Jamais contente: l'adolescence confrontée au complexe du homard

16/01/17 à 16:18 - Mise à jour à 16:18

Source: Focus Vif

La justesse du Jamais contente d'Émilie Deleuze, adapté de Marie Desplechin, donne un coup de frais au film sur l'adolescence.

"La grandeur d'Aurore est déjà dans le roman. C'est comique parce que physiquement, elle est toute petite... Ce que j'appelle sa grandeur, c'est sa capacité au langage, à ne pas parler "à la manière de". Elle ne s'exprime pas selon l'idée présupposée d'un adulte sur la syntaxe adolescente, mais d'une voix très personnelle, avec un vocabulaire très riche.

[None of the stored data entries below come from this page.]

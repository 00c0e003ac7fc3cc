//! # Synchronization Primitives for the UI/Loop Bridge
//!
//! ## The Problem
//!
//! ```text
//! UI thread:         surfaceDestroyed() → free native window
//! Execution thread:  ... present(window) ...
//!
//! Without ordering: PRESENT INTO FREED WINDOW → CRASH
//! ```
//!
//! ## The Solution
//!
//! Two choke points and one acknowledgement:
//!
//! ```text
//! EventQueue      UI pushes, loop drains once per iteration (FIFO, never blocks UI)
//! SurfaceHandle   loop binds/unbinds, readers see (window, generation, size) as one unit
//! SurfaceRelease  resolved once the loop can no longer present to a destroyed window
//! ```

mod completion;
mod event_queue;
mod surface_handle;

pub use completion::SurfaceRelease;
pub use event_queue::{coalesce_resizes, EventQueue, QueueStats};
pub use surface_handle::SurfaceHandle;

Elle a conscience que les mots sont des outils, et même des armes, pour foutre la zone. Ça, c'est une vérité de son âge!" Émilie Deleuze a l'enthousiasme communicatif en présentant l'héroïne de son film, qui fut auparavant celle du Journal d'Aurore de Marie Desplechin (1). La réalisatrice est elle-même très impressionnée par ce pouvoir des mots, expédiés vers des adultes "qui eux ânonnent et sont hallucinés par la force de frappe, l'aberration parfois, de ce qu'elle leur lance, à s'en retrouver collés au mur!"